* [What is expected]:
An exact transcription of all the data is the expected reply.

* [Data excerpts]:
*** Block opens ***
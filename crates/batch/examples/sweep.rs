//! Integrates a sweep of oscillator problems in parallel.
//!
//! # Usage
//!
//! ```text
//! cargo run --example sweep
//! cargo run --example sweep -- 10000 4
//! RUST_LOG=warn cargo run --example sweep
//! ```
//!
//! Arguments are the number of rows (default `1000`) and an optional worker
//! count. Every 100th row gets a negative step so the report shows how failed
//! rows are logged and skipped while the rest of the batch completes.

use std::{error::Error, f64::consts::PI, num::NonZeroUsize, time::Instant};

use stepwise_batch::{Options, Row, integrate_all};
use stepwise_core::OscillatorProblem;
use tracing_subscriber::EnvFilter;

fn main() -> Result<(), Box<dyn Error>> {
    tracing_subscriber::fmt()
        .with_env_filter(EnvFilter::try_from_default_env().unwrap_or_else(|_| EnvFilter::new("info")))
        .init();

    let mut args = std::env::args().skip(1);
    let count = args
        .next()
        .as_deref()
        .map(str::parse::<u64>)
        .transpose()?
        .unwrap_or(1000);
    let threads = args
        .next()
        .as_deref()
        .map(str::parse::<NonZeroUsize>)
        .transpose()?;

    let rows: Vec<Row> = (0..count)
        .map(|id| Row {
            id,
            problem: OscillatorProblem {
                t0: 0.0,
                x0: 0.0,
                v0: 1.0 + id as f64 / count as f64,
                tmax: 12.0 * PI,
                dt: if id % 100 == 99 { -0.1 } else { 0.1 },
            },
        })
        .collect();

    let mut options = Options::new();
    if let Some(threads) = threads {
        options = options.with_threads(threads);
    }

    let start = Instant::now();
    let report = integrate_all(&rows, &options)?;
    let elapsed = start.elapsed();

    for output in report.outputs().take(5) {
        println!("{} {:.12} {:.12}", output.id, output.x, output.v);
    }
    println!("...");
    println!(
        "{} completed, {} failed in {elapsed:?}",
        report.outputs().count(),
        report.failures().count()
    );

    Ok(())
}
/// The result of one item in a batch.
#[derive(Debug, Clone, PartialEq)]
pub enum Outcome<R, E> {
    /// The item was processed successfully.
    Completed(R),

    /// Processing the item failed.
    Failed(E),

    /// The item was not started because the time budget was spent.
    Skipped,
}

impl<R, E> Outcome<R, E> {
    /// Returns `true` if the item completed.
    #[must_use]
    pub fn is_completed(&self) -> bool {
        matches!(self, Self::Completed(_))
    }

    /// Returns the result if the item completed.
    #[must_use]
    pub fn completed(&self) -> Option<&R> {
        match self {
            Self::Completed(result) => Some(result),
            Self::Failed(_) | Self::Skipped => None,
        }
    }

    /// Returns the error if the item failed.
    #[must_use]
    pub fn failed(&self) -> Option<&E> {
        match self {
            Self::Failed(error) => Some(error),
            Self::Completed(_) | Self::Skipped => None,
        }
    }

    /// Converts a result into a completed or failed outcome.
    pub(crate) fn from_result(result: Result<R, E>) -> Self {
        match result {
            Ok(value) => Self::Completed(value),
            Err(error) => Self::Failed(error),
        }
    }
}
/// How the driver treats the final step before the time horizon.
#[derive(Debug, Clone, Copy, Default, PartialEq, Eq)]
pub enum Horizon {
    /// Always take full steps and stop at the first time at or past the
    /// horizon, so the final time may overshoot it by up to one step.
    #[default]
    Overshoot,

    /// Shorten the last step so the final time lands exactly on the horizon.
    ///
    /// A full step that ends within rounding error of the horizon also lands
    /// on it, so no sliver step is taken.
    Clamp,
}

/// Whether non-finite states are allowed to propagate.
#[derive(Debug, Clone, Copy, Default, PartialEq, Eq)]
pub enum FiniteCheck {
    /// NaN and infinity flow through the arithmetic and into the result.
    #[default]
    Permissive,

    /// Fail as soon as any state component is NaN or infinite.
    Strict,
}

/// Configuration for the RK4 driver.
#[derive(Debug, Clone, Copy, Default, PartialEq, Eq)]
pub struct Config {
    horizon: Horizon,
    finite_check: FiniteCheck,
}

impl Config {
    /// Creates a new config.
    #[must_use]
    pub fn new(horizon: Horizon, finite_check: FiniteCheck) -> Self {
        Self {
            horizon,
            finite_check,
        }
    }

    /// Returns a copy of this config with the given horizon policy.
    #[must_use]
    pub fn with_horizon(self, horizon: Horizon) -> Self {
        Self { horizon, ..self }
    }

    /// Returns a copy of this config with the given finite check.
    #[must_use]
    pub fn with_finite_check(self, finite_check: FiniteCheck) -> Self {
        Self {
            finite_check,
            ..self
        }
    }

    /// Returns the horizon policy.
    #[must_use]
    pub fn horizon(&self) -> Horizon {
        self.horizon
    }

    /// Returns the finite check.
    #[must_use]
    pub fn finite_check(&self) -> FiniteCheck {
        self.finite_check
    }
}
*** Block closes ***
* [Solved exercise]:
filename crates/batch/examples/sweep.rs
//! Integrates a sweep of oscillator problems in parallel.
//!
//! # Usage
//!
//! ```text
//! cargo run --example sweep
//! cargo run --example sweep -- 10000 4
//! RUST_LOG=warn cargo run --example sweep
//! ```
//!
//! Arguments are the number of rows (default `1000`) and an optional worker
//! count. Every 100th row gets a negative step so the report shows how failed
//! rows are logged and skipped while the rest of the batch completes.

use std::{error::Error, f64::consts::PI, num::NonZeroUsize, time::Instant};

use stepwise_batch::{Options, Row, integrate_all};
use stepwise_core::OscillatorProblem;
use tracing_subscriber::EnvFilter;

fn main() -> Result<(), Box<dyn Error>> {
    tracing_subscriber::fmt()
        .with_env_filter(EnvFilter::try_from_default_env().unwrap_or_else(|_| EnvFilter::new("info")))
        .init();

    let mut args = std::env::args().skip(1);
    let count = args
        .next()
        .as_deref()
        .map(str::parse::<u64>)
        .transpose()?
        .unwrap_or(1000);
    let threads = args
        .next()
        .as_deref()
        .map(str::parse::<NonZeroUsize>)
        .transpose()?;

    let rows: Vec<Row> = (0..count)
        .map(|id| Row {
            id,
            problem: OscillatorProblem {
                t0: 0.0,
                x0: 0.0,
                v0: 1.0 + id as f64 / count as f64,
                tmax: 12.0 * PI,
                dt: if id % 100 == 99 { -0.1 } else { 0.1 },
            },
        })
        .collect();

    let mut options = Options::new();
    if let Some(threads) = threads {
        options = options.with_threads(threads);
    }

    let start = Instant::now();
    let report = integrate_all(&rows, &options)?;
    let elapsed = start.elapsed();

    for output in report.outputs().take(5) {
        println!("{} {:.12} {:.12}", output.id, output.x, output.v);
    }
    println!("...");
    println!(
        "{} completed, {} failed in {elapsed:?}",
        report.outputs().count(),
        report.failures().count()
    );

    Ok(())
}
/// The result of one item in a batch.
#[derive(Debug, Clone, PartialEq)]
pub enum Outcome<R, E> {
    /// The item was processed successfully.
    Completed(R),

    /// Processing the item failed.
    Failed(E),

    /// The item was not started because the time budget was spent.
    Skipped,
}

impl<R, E> Outcome<R, E> {
    /// Returns `true` if the item completed.
    #[must_use]
    pub fn is_completed(&self) -> bool {
        matches!(self, Self::Completed(_))
    }

    /// Returns the result if the item completed.
    #[must_use]
    pub fn completed(&self) -> Option<&R> {
        match self {
            Self::Completed(result) => Some(result),
            Self::Failed(_) | Self::Skipped => None,
        }
    }

    /// Returns the error if the item failed.
    #[must_use]
    pub fn failed(&self) -> Option<&E> {
        match self {
            Self::Failed(error) => Some(error),
            Self::Completed(_) | Self::Skipped => None,
        }
    }

    /// Converts a result into a completed or failed outcome.
    pub(crate) fn from_result(result: Result<R, E>) -> Self {
        match result {
            Ok(value) => Self::Completed(value),
            Err(error) => Self::Failed(error),
        }
    }
}
/// How the driver treats the final step before the time horizon.
#[derive(Debug, Clone, Copy, Default, PartialEq, Eq)]
pub enum Horizon {
    /// Always take full steps and stop at the first time at or past the
    /// horizon, so the final time may overshoot it by up to one step.
    #[default]
    Overshoot,

    /// Shorten the last step so the final time lands exactly on the horizon.
    ///
    /// A full step that ends within rounding error of the horizon also lands
    /// on it, so no sliver step is taken.
    Clamp,
}

/// Whether non-finite states are allowed to propagate.
#[derive(Debug, Clone, Copy, Default, PartialEq, Eq)]
pub enum FiniteCheck {
    /// NaN and infinity flow through the arithmetic and into the result.
    #[default]
    Permissive,

    /// Fail as soon as any state component is NaN or infinite.
    Strict,
}

/// Configuration for the RK4 driver.
#[derive(Debug, Clone, Copy, Default, PartialEq, Eq)]
pub struct Config {
    horizon: Horizon,
    finite_check: FiniteCheck,
}

impl Config {
    /// Creates a new config.
    #[must_use]
    pub fn new(horizon: Horizon, finite_check: FiniteCheck) -> Self {
        Self {
            horizon,
            finite_check,
        }
    }

    /// Returns a copy of this config with the given horizon policy.
    #[must_use]
    pub fn with_horizon(self, horizon: Horizon) -> Self {
        Self { horizon, ..self }
    }

    /// Returns a copy of this config with the given finite check.
    #[must_use]
    pub fn with_finite_check(self, finite_check: FiniteCheck) -> Self {
        Self {
            finite_check,
            ..self
        }
    }

    /// Returns the horizon policy.
    #[must_use]
    pub fn horizon(&self) -> Horizon {
        self.horizon
    }

    /// Returns the finite check.
    #[must_use]
    pub fn finite_check(&self) -> FiniteCheck {
        self.finite_check
    }
}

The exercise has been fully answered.